» TASK DETAILS
Among the lines of the material, copy those that hold the string "Duration".

» DATA FOR THIS EXERCISE

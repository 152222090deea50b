use std::time::Duration;

/// Errors raised while talking to a weather data source.
#[derive(Clone, Debug, thiserror::Error)]
pub enum WeatherError {
    #[error("network error: {0}")]
    Network(String),
    #[error("weather source returned {status}: {body}")]
    Status { status: u16, body: String },
    #[error("could not decode weather source response: {0}")]
    Decode(String),
    #[error("unknown location: {0}")]
    UnknownLocation(String),
    #[error("weather client has not been initialised")]
    NotInitialised,
    #[error("timeout after {0:?}")]
    Timeout(Duration),
    #[error("weather source unavailable: {0}")]
    Unavailable(String),
}

impl WeatherError {
    /// Short classification string for logging.
    pub fn error_kind(&self) -> &'static str {
        match self {
            Self::Network(_) => "network",
            Self::Status { .. } => "status",
            Self::Decode(_) => "decode",
            Self::UnknownLocation(_) => "unknown_location",
            Self::NotInitialised => "not_initialised",
            Self::Timeout(_) => "timeout",
            Self::Unavailable(_) => "unavailable",
        }
    }

    /// Whether the failure is specific to one location rather than the source.
    pub fn is_location_error(&self) -> bool {
        matches!(self, Self::UnknownLocation(_))
    }

    /// Classify a non-success HTTP status from a weather source.
    pub fn from_status(status: u16, body: String, location: Option<&str>) -> Self {
        match (status, location) {
            (404, Some(loc)) => Self::UnknownLocation(loc.to_string()),
            (502..=504, _) => Self::Unavailable(format!("status {status}: {body}")),
            _ => Self::Status { status, body },
        }
    }
}

#[cfg(test)]
mod tests {
    use super::*;

    #[test]
    fn from_status_mapping() {
        assert!(matches!(
            WeatherError::from_status(404, "nope".into(), Some("Geelong")),
            WeatherError::UnknownLocation(ref l) if l == "Geelong"
        ));
        assert!(matches!(
            WeatherError::from_status(404, "nope".into(), None),
            WeatherError::Status { status: 404, .. }
        ));
        assert!(matches!(
            WeatherError::from_status(503, "down".into(), None),
            WeatherError::Unavailable(_)
        ));
        assert!(matches!(
            WeatherError::from_status(500, "boom".into(), Some("Melbourne")),
            WeatherError::Status { status: 500, .. }
        ));
    }

    #[test]
    fn location_errors_are_classified() {
        assert!(WeatherError::UnknownLocation("x".into()).is_location_error());
        assert!(!WeatherError::NotInitialised.is_location_error());
    }

    #[test]
    fn error_kind_strings() {
        assert_eq!(WeatherError::NotInitialised.error_kind(), "not_initialised");
        assert_eq!(
            WeatherError::Timeout(Duration::from_secs(3)).error_kind(),
            "timeout"
        );
        assert_eq!(WeatherError::Decode("bad".into()).error_kind(), "decode");
    }

    #[test]
    fn display_includes_detail() {
        let err = WeatherError::Status {
            status: 500,
            body: "internal".into(),
        };
        assert_eq!(err.to_string(), "weather source returned 500: internal");
    }
}
//! Service coordinator: owns the per-category subscription managers, the
//! weather client, and the polled location list, and turns session requests
//! and poll results into outbound frames.
//!
//! State lives behind one lock that is never held across an `.await`, so
//! bookkeeping for a request is applied atomically before any upstream call.
//! Replies to a session's requests go out in the order the requests arrived.

use std::collections::HashMap;
use std::future::{self, Future};
use std::sync::Arc;

use chrono::{DateTime, Utc};
use parking_lot::Mutex;
use tokio::task::JoinHandle;
use weatherwatch_core::client::{WeatherClient, WeatherClientFactory};
use weatherwatch_core::errors::WeatherError;
use weatherwatch_core::ids::SessionId;
use weatherwatch_core::model::{
    DataCategory, MonitorMetadata, RequestError, RequestResponse, WeatherLocationData,
};
use weatherwatch_core::monitor::{LocationMonitoringManager, SessionMonitoringManager};
use weatherwatch_core::protocol::{ClientMessage, ServerMessage};

use crate::broadcast;
use crate::registry::SessionRegistry;

#[derive(Default)]
struct ServiceState {
    weather_client: Option<Arc<dyn WeatherClient>>,
    locations: Vec<String>,
    successful_client_setup: bool,
    rainfall: SessionMonitoringManager,
    temperature: SessionMonitoringManager,
    last_poll: Option<DateTime<Utc>>,
    /// Last reply task per session; each reply waits for the one before it.
    reply_tails: HashMap<SessionId, JoinHandle<()>>,
}

impl ServiceState {
    fn managers(&self, category: DataCategory) -> &SessionMonitoringManager {
        match category {
            DataCategory::Rainfall => &self.rainfall,
            DataCategory::Temperature => &self.temperature,
        }
    }

    fn managers_mut(&mut self, category: DataCategory) -> &mut SessionMonitoringManager {
        match category {
            DataCategory::Rainfall => &mut self.rainfall,
            DataCategory::Temperature => &mut self.temperature,
        }
    }
}

/// A validated add request, recorded and waiting for its upstream fetch.
struct PendingAdd {
    session_id: SessionId,
    category: DataCategory,
    location: String,
    rainfall: bool,
    temperature: bool,
    client: Arc<dyn WeatherClient>,
}

impl PendingAdd {
    /// Fetch the current reading for the categories the session now watches.
    async fn fetch(self) -> RequestResponse<WeatherLocationData> {
        let result = self
            .client
            .retrieve_weather_location_data(&self.location, self.rainfall, self.temperature)
            .await;

        match result {
            Ok(data) => RequestResponse::ok(data),
            Err(e) => {
                if e.is_location_error() {
                    tracing::warn!(
                        session_id = %self.session_id,
                        category = %self.category,
                        location = %self.location,
                        error = %e,
                        "Weather source rejected location"
                    );
                } else {
                    tracing::error!(
                        session_id = %self.session_id,
                        category = %self.category,
                        location = %self.location,
                        error = %e,
                        "Failed to retrieve weather data for new monitor"
                    );
                }
                RequestResponse::err(RequestError::new(
                    format!("Failed to retrieve weather data for {}", self.location),
                    e.to_string(),
                ))
            }
        }
    }
}

/// Result of one poll cycle.
#[derive(Clone, Debug, Default, PartialEq, Eq)]
pub struct PollOutcome {
    /// Locations requested from the weather source.
    pub requested: usize,
    /// Sessions that were sent a `replace_weather_data` frame.
    pub sessions_notified: usize,
}

/// Snapshot for the health endpoint.
#[derive(Clone, Debug, serde::Serialize)]
#[serde(rename_all = "camelCase")]
pub struct ServiceStatus {
    pub weather_client: Option<String>,
    pub successful_client_setup: bool,
    pub locations: usize,
    pub sessions: usize,
    pub last_poll: Option<DateTime<Utc>>,
}

pub struct MonitoringService {
    registry: Arc<SessionRegistry>,
    state: Mutex<ServiceState>,
}
use std::fmt;

use chrono::{DateTime, Utc};
use serde::{Deserialize, Serialize};

/// The two kinds of reading a session can subscribe to.
#[derive(Clone, Copy, Debug, PartialEq, Eq, Hash, Serialize, Deserialize)]
#[serde(rename_all = "snake_case")]
pub enum DataCategory {
    Rainfall,
    Temperature,
}

impl DataCategory {
    pub const ALL: [DataCategory; 2] = [DataCategory::Rainfall, DataCategory::Temperature];

    pub fn as_str(&self) -> &'static str {
        match self {
            Self::Rainfall => "rainfall",
            Self::Temperature => "temperature",
        }
    }
}

impl fmt::Display for DataCategory {
    fn fmt(&self, f: &mut fmt::Formatter<'_>) -> fmt::Result {
        f.write_str(self.as_str())
    }
}

/// Rainfall reading in millimetres.
#[derive(Clone, Debug, PartialEq, Serialize, Deserialize)]
pub struct RainfallData {
    pub rainfall: f64,
    pub timestamp: DateTime<Utc>,
}

/// Temperature reading in degrees Celsius.
#[derive(Clone, Debug, PartialEq, Serialize, Deserialize)]
pub struct TemperatureData {
    pub temperature: f64,
    pub timestamp: DateTime<Utc>,
}

/// Readings for one location. A side is `None` when it was not requested
/// or has been filtered out for the receiving session.
#[derive(Clone, Debug, PartialEq, Serialize, Deserialize)]
#[serde(rename_all = "camelCase")]
pub struct WeatherLocationData {
    pub location: String,
    pub rainfall_data: Option<RainfallData>,
    pub temperature_data: Option<TemperatureData>,
}

impl WeatherLocationData {
    pub fn new(
        location: impl Into<String>,
        rainfall_data: Option<RainfallData>,
        temperature_data: Option<TemperatureData>,
    ) -> Self {
        Self {
            location: location.into(),
            rainfall_data,
            temperature_data,
        }
    }

    /// Project this record onto the categories a session watches.
    ///
    /// Returns `None` when neither category is wanted.
    pub fn filtered(&self, rainfall: bool, temperature: bool) -> Option<Self> {
        match (rainfall, temperature) {
            (true, true) => Some(self.clone()),
            (true, false) => Some(Self::new(
                self.location.clone(),
                self.rainfall_data.clone(),
                None,
            )),
            (false, true) => Some(Self::new(
                self.location.clone(),
                None,
                self.temperature_data.clone(),
            )),
            (false, false) => None,
        }
    }
}

/// Payload of add/remove monitor requests.
#[derive(Clone, Debug, PartialEq, Eq, Hash, Serialize, Deserialize)]
pub struct MonitorMetadata {
    pub location: String,
}

impl MonitorMetadata {
    pub fn new(location: impl Into<String>) -> Self {
        Self {
            location: location.into(),
        }
    }
}

/// Failure description sent back to a session.
#[derive(Clone, Debug, PartialEq, Eq, Serialize, Deserialize)]
pub struct RequestError {
    pub message: String,
    pub error: String,
}

impl RequestError {
    pub fn new(message: impl Into<String>, error: impl Into<String>) -> Self {
        Self {
            message: message.into(),
            error: error.into(),
        }
    }
}

/// Response to a session request. Exactly one of `data` and `error` is set.
#[derive(Clone, Debug, PartialEq, Serialize, Deserialize)]
pub struct RequestResponse<T> {
    pub data: Option<T>,
    pub error: Option<RequestError>,
}

impl<T> RequestResponse<T> {
    pub fn ok(data: T) -> Self {
        Self {
            data: Some(data),
            error: None,
        }
    }

    pub fn err(error: RequestError) -> Self {
        Self {
            data: None,
            error: Some(error),
        }
    }

    pub fn is_ok(&self) -> bool {
        self.error.is_none()
    }
}

#[cfg(test)]
mod tests {
    use super::*;

    fn sample() -> WeatherLocationData {
        let ts = DateTime::parse_from_rfc3339("2017-05-29T11:39:20Z")
            .unwrap()
            .with_timezone(&Utc);
        WeatherLocationData::new(
            "Melbourne",
            Some(RainfallData {
                rainfall: 1.4,
                timestamp: ts,
            }),
            Some(TemperatureData {
                temperature: 12.5,
                timestamp: ts,
            }),
        )
    }

    #[test]
    fn filtered_keeps_requested_sides() {
        let data = sample();
        assert_eq!(data.filtered(true, true), Some(data.clone()));

        let rain = data.filtered(true, false).unwrap();
        assert!(rain.rainfall_data.is_some());
        assert!(rain.temperature_data.is_none());

        let temp = data.filtered(false, true).unwrap();
        assert!(temp.rainfall_data.is_none());
        assert!(temp.temperature_data.is_some());

        assert!(data.filtered(false, false).is_none());
    }

    #[test]
    fn weather_data_uses_camel_case_keys() {
        let json = serde_json::to_value(sample().filtered(true, false).unwrap()).unwrap();
        assert_eq!(json["location"], "Melbourne");
        assert_eq!(json["rainfallData"]["rainfall"], 1.4);
        assert!(json["temperatureData"].is_null());
    }

    #[test]
    fn response_sets_exactly_one_side() {
        let ok = RequestResponse::ok(MonitorMetadata::new("Geelong"));
        assert!(ok.is_ok());
        let json = serde_json::to_value(&ok).unwrap();
        assert_eq!(json["data"]["location"], "Geelong");
        assert!(json["error"].is_null());

        let err: RequestResponse<MonitorMetadata> =
            RequestResponse::err(RequestError::new("Could not add monitor", "no session"));
        assert!(!err.is_ok());
        let json = serde_json::to_value(&err).unwrap();
        assert!(json["data"].is_null());
        assert_eq!(json["error"]["error"], "no session");
    }

    #[test]
    fn category_display() {
        assert_eq!(DataCategory::Rainfall.to_string(), "rainfall");
        assert_eq!(DataCategory::Temperature.to_string(), "temperature");
    }
}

» EXPECTED OUTPUT
use std::time::Duration;
    Timeout(Duration),
            WeatherError::Timeout(Duration::from_secs(3)).error_kind(),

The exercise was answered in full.